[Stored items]
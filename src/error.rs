//! Error types for the pub/sub connection pool.
//!
//! This module defines all error types used throughout the crate.
//!
//! # Usage
//!
//! Lower-level operations return [`Result<T>`] which uses [`Error`]:
//!
//! ```ignore
//! use rpc_pubsub_pool::{Result, Error};
//!
//! async fn example(monitor: &ConnectionMonitor) -> Result<()> {
//!     monitor.connect().await?;
//!     monitor.send_text(frame).await?;
//!     Ok(())
//! }
//! ```
//!
//! Socket faults never surface here: the monitor absorbs them as circuit
//! breaker failures. The pool reports failures through sentinel values.
//!
//! # Error Categories
//!
//! | Category | Variants |
//! |----------|----------|
//! | Configuration | [`Error::Config`], [`Error::InvalidEndpoint`] |
//! | Connection | [`Error::Connection`], [`Error::ConnectionClosed`], [`Error::NotReady`], [`Error::MonitorStopped`] |
//! | External | [`Error::Json`], [`Error::Url`] |

// ============================================================================
// Imports
// ============================================================================

use std::result::Result as StdResult;

use thiserror::Error;

// ============================================================================
// Result Alias
// ============================================================================

/// Result type alias using crate [`enum@Error`].
pub type Result<T> = StdResult<T, Error>;

// ============================================================================
// Error Enum
// ============================================================================

/// Main error type for the crate.
#[derive(Error, Debug)]
pub enum Error {
    // ========================================================================
    // Configuration Errors
    // ========================================================================
    /// Configuration error.
    ///
    /// Returned by [`PoolBuilder::build`](crate::PoolBuilder::build) when an
    /// option is out of range.
    #[error("Configuration error: {message}")]
    Config {
        /// Description of the configuration error.
        message: String,
    },

    /// Endpoint is not a usable WebSocket URL.
    #[error("Invalid endpoint '{endpoint}': {message}")]
    InvalidEndpoint {
        /// The rejected endpoint.
        endpoint: String,
        /// Why it was rejected.
        message: String,
    },

    // ========================================================================
    // Connection Errors
    // ========================================================================
    /// Socket could not be opened.
    ///
    /// Returned when the socket fails before the open handshake completes.
    #[error("Connection failed: {message}")]
    Connection {
        /// Description of the connection error.
        message: String,
    },

    /// Socket closed while an operation was in flight.
    #[error("Connection closed")]
    ConnectionClosed,

    /// The monitor's socket is not open.
    #[error("Socket for {url} is not open")]
    NotReady {
        /// Endpoint of the monitor that was asked to send.
        url: String,
    },

    /// The monitor task has terminated (pool shut down).
    #[error("Connection monitor stopped")]
    MonitorStopped,

    // ========================================================================
    // External Errors
    // ========================================================================
    /// JSON serialization error.
    #[error("JSON error: {0}")]
    Json(#[from] serde_json::Error),

    /// URL parse error.
    #[error("URL error: {0}")]
    Url(#[from] url::ParseError),
}

// ============================================================================
// Error Constructors
// ============================================================================

impl Error {
    /// Creates a configuration error.
    #[inline]
    pub fn config(message: impl Into<String>) -> Self {
        Self::Config {
            message: message.into(),
        }
    }

    /// Creates an invalid endpoint error.
    #[inline]
    pub fn invalid_endpoint(endpoint: impl Into<String>, message: impl Into<String>) -> Self {
        Self::InvalidEndpoint {
            endpoint: endpoint.into(),
            message: message.into(),
        }
    }

    /// Creates a connection error.
    #[inline]
    pub fn connection(message: impl Into<String>) -> Self {
        Self::Connection {
            message: message.into(),
        }
    }

    /// Creates a not-ready error.
    #[inline]
    pub fn not_ready(url: impl Into<String>) -> Self {
        Self::NotReady { url: url.into() }
    }
}

// ============================================================================
// Error Predicates
// ============================================================================

impl Error {
    /// Returns `true` if this is a connection error.
    #[inline]
    #[must_use]
    pub fn is_connection_error(&self) -> bool {
        matches!(
            self,
            Self::Connection { .. } | Self::ConnectionClosed | Self::NotReady { .. }
        )
    }
}

// ============================================================================
// Tests
// ============================================================================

> **TASK PROMPT**: Write down exactly the line with "pub fn not_ready(url: impl", then each line after it through the end of the data.

> **WRITTEN RESPONSE**:
    pub fn not_ready(url: impl Into<String>) -> Self {
        Self::NotReady { url: url.into() }
    }
}

// ============================================================================
// Error Predicates
// ============================================================================

impl Error {
    /// Returns `true` if this is a connection error.
    #[inline]
    #[must_use]
    pub fn is_connection_error(&self) -> bool {
        matches!(
            self,
            Self::Connection { .. } | Self::ConnectionClosed | Self::NotReady { .. }
        )
    }
}

// ============================================================================
// Tests
// ============================================================================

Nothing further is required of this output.